### [What needs to be done]
The listing below should be copied in full, word for word.

# # # #

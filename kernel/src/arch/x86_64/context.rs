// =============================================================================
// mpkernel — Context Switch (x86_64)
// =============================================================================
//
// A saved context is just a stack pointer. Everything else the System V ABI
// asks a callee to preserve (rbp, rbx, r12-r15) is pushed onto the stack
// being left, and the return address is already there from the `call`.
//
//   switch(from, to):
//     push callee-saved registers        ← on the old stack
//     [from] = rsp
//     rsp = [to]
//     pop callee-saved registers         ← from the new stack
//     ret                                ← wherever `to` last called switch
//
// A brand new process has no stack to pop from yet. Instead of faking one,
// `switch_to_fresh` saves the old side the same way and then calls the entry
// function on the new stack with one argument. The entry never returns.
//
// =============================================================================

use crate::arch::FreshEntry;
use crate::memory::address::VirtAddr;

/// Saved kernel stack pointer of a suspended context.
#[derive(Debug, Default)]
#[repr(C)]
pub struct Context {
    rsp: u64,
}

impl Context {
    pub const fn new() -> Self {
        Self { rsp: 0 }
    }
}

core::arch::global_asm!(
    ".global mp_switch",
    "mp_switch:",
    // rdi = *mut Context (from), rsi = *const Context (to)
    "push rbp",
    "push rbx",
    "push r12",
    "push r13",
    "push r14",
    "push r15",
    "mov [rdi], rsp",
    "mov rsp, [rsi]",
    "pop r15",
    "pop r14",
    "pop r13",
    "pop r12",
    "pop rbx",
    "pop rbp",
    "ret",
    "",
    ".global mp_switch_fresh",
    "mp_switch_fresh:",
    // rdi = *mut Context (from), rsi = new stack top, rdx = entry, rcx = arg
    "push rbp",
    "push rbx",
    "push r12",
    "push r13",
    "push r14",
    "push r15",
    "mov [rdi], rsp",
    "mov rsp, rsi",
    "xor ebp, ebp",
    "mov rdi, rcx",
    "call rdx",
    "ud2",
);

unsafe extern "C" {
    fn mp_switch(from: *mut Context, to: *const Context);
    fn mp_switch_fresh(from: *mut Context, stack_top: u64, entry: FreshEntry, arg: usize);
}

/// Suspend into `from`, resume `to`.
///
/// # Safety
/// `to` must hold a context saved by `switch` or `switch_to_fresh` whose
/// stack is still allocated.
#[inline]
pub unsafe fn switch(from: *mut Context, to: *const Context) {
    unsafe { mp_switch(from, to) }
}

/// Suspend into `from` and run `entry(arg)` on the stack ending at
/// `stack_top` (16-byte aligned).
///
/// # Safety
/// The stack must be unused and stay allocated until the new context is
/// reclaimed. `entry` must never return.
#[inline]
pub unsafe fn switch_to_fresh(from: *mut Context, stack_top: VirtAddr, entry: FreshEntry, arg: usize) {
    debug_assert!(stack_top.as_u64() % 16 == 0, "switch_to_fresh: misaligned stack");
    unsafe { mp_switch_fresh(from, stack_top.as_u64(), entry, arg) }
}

# # # #

### [Solution]
filename kernel/src/arch/x86_64/context.rs
// =============================================================================
// mpkernel — Context Switch (x86_64)
// =============================================================================
//
// A saved context is just a stack pointer. Everything else the System V ABI
// asks a callee to preserve (rbp, rbx, r12-r15) is pushed onto the stack
// being left, and the return address is already there from the `call`.
//
//   switch(from, to):
//     push callee-saved registers        ← on the old stack
//     [from] = rsp
//     rsp = [to]
//     pop callee-saved registers         ← from the new stack
//     ret                                ← wherever `to` last called switch
//
// A brand new process has no stack to pop from yet. Instead of faking one,
// `switch_to_fresh` saves the old side the same way and then calls the entry
// function on the new stack with one argument. The entry never returns.
//
// =============================================================================

use crate::arch::FreshEntry;
use crate::memory::address::VirtAddr;

/// Saved kernel stack pointer of a suspended context.
#[derive(Debug, Default)]
#[repr(C)]
pub struct Context {
    rsp: u64,
}

impl Context {
    pub const fn new() -> Self {
        Self { rsp: 0 }
    }
}

core::arch::global_asm!(
    ".global mp_switch",
    "mp_switch:",
    // rdi = *mut Context (from), rsi = *const Context (to)
    "push rbp",
    "push rbx",
    "push r12",
    "push r13",
    "push r14",
    "push r15",
    "mov [rdi], rsp",
    "mov rsp, [rsi]",
    "pop r15",
    "pop r14",
    "pop r13",
    "pop r12",
    "pop rbx",
    "pop rbp",
    "ret",
    "",
    ".global mp_switch_fresh",
    "mp_switch_fresh:",
    // rdi = *mut Context (from), rsi = new stack top, rdx = entry, rcx = arg
    "push rbp",
    "push rbx",
    "push r12",
    "push r13",
    "push r14",
    "push r15",
    "mov [rdi], rsp",
    "mov rsp, rsi",
    "xor ebp, ebp",
    "mov rdi, rcx",
    "call rdx",
    "ud2",
);

unsafe extern "C" {
    fn mp_switch(from: *mut Context, to: *const Context);
    fn mp_switch_fresh(from: *mut Context, stack_top: u64, entry: FreshEntry, arg: usize);
}

/// Suspend into `from`, resume `to`.
///
/// # Safety
/// `to` must hold a context saved by `switch` or `switch_to_fresh` whose
/// stack is still allocated.
#[inline]
pub unsafe fn switch(from: *mut Context, to: *const Context) {
    unsafe { mp_switch(from, to) }
}

/// Suspend into `from` and run `entry(arg)` on the stack ending at
/// `stack_top` (16-byte aligned).
///
/// # Safety
/// The stack must be unused and stay allocated until the new context is
/// reclaimed. `entry` must never return.
#[inline]
pub unsafe fn switch_to_fresh(from: *mut Context, stack_top: VirtAddr, entry: FreshEntry, arg: usize) {
    debug_assert!(stack_top.as_u64() % 16 == 0, "switch_to_fresh: misaligned stack");
    unsafe { mp_switch_fresh(from, stack_top.as_u64(), entry, arg) }
}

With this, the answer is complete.